*Saved data entries*

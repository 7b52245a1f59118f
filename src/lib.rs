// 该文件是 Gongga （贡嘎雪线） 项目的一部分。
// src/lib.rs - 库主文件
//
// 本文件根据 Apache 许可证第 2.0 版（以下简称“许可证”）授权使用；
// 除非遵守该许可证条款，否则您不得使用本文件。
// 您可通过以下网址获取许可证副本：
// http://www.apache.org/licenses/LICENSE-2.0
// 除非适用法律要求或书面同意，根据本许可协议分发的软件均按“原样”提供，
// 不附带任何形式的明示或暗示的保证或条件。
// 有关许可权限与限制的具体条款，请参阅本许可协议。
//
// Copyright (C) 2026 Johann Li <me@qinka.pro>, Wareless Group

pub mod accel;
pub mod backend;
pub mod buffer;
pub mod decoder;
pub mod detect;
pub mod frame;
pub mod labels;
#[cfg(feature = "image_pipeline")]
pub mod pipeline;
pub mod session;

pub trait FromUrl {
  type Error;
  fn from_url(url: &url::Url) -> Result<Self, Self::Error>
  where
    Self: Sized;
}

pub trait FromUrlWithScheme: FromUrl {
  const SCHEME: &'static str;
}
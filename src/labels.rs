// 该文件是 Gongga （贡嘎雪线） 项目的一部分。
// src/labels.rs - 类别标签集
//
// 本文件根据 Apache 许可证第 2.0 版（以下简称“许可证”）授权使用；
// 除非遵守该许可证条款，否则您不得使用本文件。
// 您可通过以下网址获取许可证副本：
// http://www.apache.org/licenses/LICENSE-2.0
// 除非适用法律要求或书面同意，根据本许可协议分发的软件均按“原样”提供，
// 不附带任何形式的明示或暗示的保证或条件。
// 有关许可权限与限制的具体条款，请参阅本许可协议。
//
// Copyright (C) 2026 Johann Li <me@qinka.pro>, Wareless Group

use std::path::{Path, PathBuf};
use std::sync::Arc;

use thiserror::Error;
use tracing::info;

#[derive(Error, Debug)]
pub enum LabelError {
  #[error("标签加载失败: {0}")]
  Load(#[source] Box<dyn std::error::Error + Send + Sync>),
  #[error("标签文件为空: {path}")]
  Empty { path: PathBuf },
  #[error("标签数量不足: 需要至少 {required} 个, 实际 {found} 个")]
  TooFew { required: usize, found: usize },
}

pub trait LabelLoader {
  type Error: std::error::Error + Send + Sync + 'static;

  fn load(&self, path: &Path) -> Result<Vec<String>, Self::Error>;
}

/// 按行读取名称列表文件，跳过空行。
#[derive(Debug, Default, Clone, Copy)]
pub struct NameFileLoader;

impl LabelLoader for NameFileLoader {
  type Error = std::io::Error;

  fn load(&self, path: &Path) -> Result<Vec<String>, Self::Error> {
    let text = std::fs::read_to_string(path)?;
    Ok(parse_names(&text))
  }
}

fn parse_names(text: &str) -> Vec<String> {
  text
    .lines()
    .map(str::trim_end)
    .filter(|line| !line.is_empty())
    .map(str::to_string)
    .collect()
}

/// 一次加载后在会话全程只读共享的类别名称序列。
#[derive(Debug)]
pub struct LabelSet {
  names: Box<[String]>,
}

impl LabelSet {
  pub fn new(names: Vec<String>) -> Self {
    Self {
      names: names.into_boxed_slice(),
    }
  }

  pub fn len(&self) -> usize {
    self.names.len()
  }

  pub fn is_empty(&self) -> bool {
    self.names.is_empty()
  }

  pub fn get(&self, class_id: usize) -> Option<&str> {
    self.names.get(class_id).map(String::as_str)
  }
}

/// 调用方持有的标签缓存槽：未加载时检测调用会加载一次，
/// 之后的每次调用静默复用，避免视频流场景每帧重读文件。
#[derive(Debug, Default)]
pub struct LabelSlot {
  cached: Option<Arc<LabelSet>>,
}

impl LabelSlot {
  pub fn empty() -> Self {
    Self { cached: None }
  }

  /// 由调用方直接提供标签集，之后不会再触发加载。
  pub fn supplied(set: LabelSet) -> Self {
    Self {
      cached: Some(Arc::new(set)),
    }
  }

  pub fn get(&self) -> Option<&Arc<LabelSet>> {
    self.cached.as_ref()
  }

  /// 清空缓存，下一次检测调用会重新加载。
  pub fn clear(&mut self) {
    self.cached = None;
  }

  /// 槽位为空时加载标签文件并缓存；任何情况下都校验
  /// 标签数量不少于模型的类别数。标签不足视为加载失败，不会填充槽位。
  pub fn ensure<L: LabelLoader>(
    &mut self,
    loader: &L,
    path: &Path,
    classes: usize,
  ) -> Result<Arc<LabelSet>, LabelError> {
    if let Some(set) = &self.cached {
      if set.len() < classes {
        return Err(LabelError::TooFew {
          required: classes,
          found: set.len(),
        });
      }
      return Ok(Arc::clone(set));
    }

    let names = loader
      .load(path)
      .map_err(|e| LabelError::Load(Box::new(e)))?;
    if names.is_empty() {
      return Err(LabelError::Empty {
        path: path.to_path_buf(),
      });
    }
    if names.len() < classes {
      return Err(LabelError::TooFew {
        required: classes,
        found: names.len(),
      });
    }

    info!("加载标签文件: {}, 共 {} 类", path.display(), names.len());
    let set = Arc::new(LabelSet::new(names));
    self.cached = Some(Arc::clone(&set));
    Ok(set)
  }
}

*Exercise goal*
Quote every line of the data, word for word.

*Exercise response*
repository 7b52245a1f59118f
filename src/lib.rs
// 该文件是 Gongga （贡嘎雪线） 项目的一部分。
// src/lib.rs - 库主文件
//
// 本文件根据 Apache 许可证第 2.0 版（以下简称“许可证”）授权使用；
// 除非遵守该许可证条款，否则您不得使用本文件。
// 您可通过以下网址获取许可证副本：
// http://www.apache.org/licenses/LICENSE-2.0
// 除非适用法律要求或书面同意，根据本许可协议分发的软件均按“原样”提供，
// 不附带任何形式的明示或暗示的保证或条件。
// 有关许可权限与限制的具体条款，请参阅本许可协议。
//
// Copyright (C) 2026 Johann Li <me@qinka.pro>, Wareless Group

pub mod accel;
pub mod backend;
pub mod buffer;
pub mod decoder;
pub mod detect;
pub mod frame;
pub mod labels;
#[cfg(feature = "image_pipeline")]
pub mod pipeline;
pub mod session;

pub trait FromUrl {
  type Error;
  fn from_url(url: &url::Url) -> Result<Self, Self::Error>
  where
    Self: Sized;
}

pub trait FromUrlWithScheme: FromUrl {
  const SCHEME: &'static str;
}
filename src/labels.rs
// 该文件是 Gongga （贡嘎雪线） 项目的一部分。
// src/labels.rs - 类别标签集
//
// 本文件根据 Apache 许可证第 2.0 版（以下简称“许可证”）授权使用；
// 除非遵守该许可证条款，否则您不得使用本文件。
// 您可通过以下网址获取许可证副本：
// http://www.apache.org/licenses/LICENSE-2.0
// 除非适用法律要求或书面同意，根据本许可协议分发的软件均按“原样”提供，
// 不附带任何形式的明示或暗示的保证或条件。
// 有关许可权限与限制的具体条款，请参阅本许可协议。
//
// Copyright (C) 2026 Johann Li <me@qinka.pro>, Wareless Group

use std::path::{Path, PathBuf};
use std::sync::Arc;

use thiserror::Error;
use tracing::info;

#[derive(Error, Debug)]
pub enum LabelError {
  #[error("标签加载失败: {0}")]
  Load(#[source] Box<dyn std::error::Error + Send + Sync>),
  #[error("标签文件为空: {path}")]
  Empty { path: PathBuf },
  #[error("标签数量不足: 需要至少 {required} 个, 实际 {found} 个")]
  TooFew { required: usize, found: usize },
}

pub trait LabelLoader {
  type Error: std::error::Error + Send + Sync + 'static;

  fn load(&self, path: &Path) -> Result<Vec<String>, Self::Error>;
}

/// 按行读取名称列表文件，跳过空行。
#[derive(Debug, Default, Clone, Copy)]
pub struct NameFileLoader;

impl LabelLoader for NameFileLoader {
  type Error = std::io::Error;

  fn load(&self, path: &Path) -> Result<Vec<String>, Self::Error> {
    let text = std::fs::read_to_string(path)?;
    Ok(parse_names(&text))
  }
}

fn parse_names(text: &str) -> Vec<String> {
  text
    .lines()
    .map(str::trim_end)
    .filter(|line| !line.is_empty())
    .map(str::to_string)
    .collect()
}

/// 一次加载后在会话全程只读共享的类别名称序列。
#[derive(Debug)]
pub struct LabelSet {
  names: Box<[String]>,
}

impl LabelSet {
  pub fn new(names: Vec<String>) -> Self {
    Self {
      names: names.into_boxed_slice(),
    }
  }

  pub fn len(&self) -> usize {
    self.names.len()
  }

  pub fn is_empty(&self) -> bool {
    self.names.is_empty()
  }

  pub fn get(&self, class_id: usize) -> Option<&str> {
    self.names.get(class_id).map(String::as_str)
  }
}

/// 调用方持有的标签缓存槽：未加载时检测调用会加载一次，
/// 之后的每次调用静默复用，避免视频流场景每帧重读文件。
#[derive(Debug, Default)]
pub struct LabelSlot {
  cached: Option<Arc<LabelSet>>,
}

impl LabelSlot {
  pub fn empty() -> Self {
    Self { cached: None }
  }

  /// 由调用方直接提供标签集，之后不会再触发加载。
  pub fn supplied(set: LabelSet) -> Self {
    Self {
      cached: Some(Arc::new(set)),
    }
  }

  pub fn get(&self) -> Option<&Arc<LabelSet>> {
    self.cached.as_ref()
  }

  /// 清空缓存，下一次检测调用会重新加载。
  pub fn clear(&mut self) {
    self.cached = None;
  }

  /// 槽位为空时加载标签文件并缓存；任何情况下都校验
  /// 标签数量不少于模型的类别数。标签不足视为加载失败，不会填充槽位。
  pub fn ensure<L: LabelLoader>(
    &mut self,
    loader: &L,
    path: &Path,
    classes: usize,
  ) -> Result<Arc<LabelSet>, LabelError> {
    if let Some(set) = &self.cached {
      if set.len() < classes {
        return Err(LabelError::TooFew {
          required: classes,
          found: set.len(),
        });
      }
      return Ok(Arc::clone(set));
    }

    let names = loader
      .load(path)
      .map_err(|e| LabelError::Load(Box::new(e)))?;
    if names.is_empty() {
      return Err(LabelError::Empty {
        path: path.to_path_buf(),
      });
    }
    if names.len() < classes {
      return Err(LabelError::TooFew {
        required: classes,
        found: names.len(),
      });
    }

    info!("加载标签文件: {}, 共 {} 类", path.display(), names.len());
    let set = Arc::new(LabelSet::new(names));
    self.cached = Some(Arc::clone(&set));
    Ok(set)
  }
}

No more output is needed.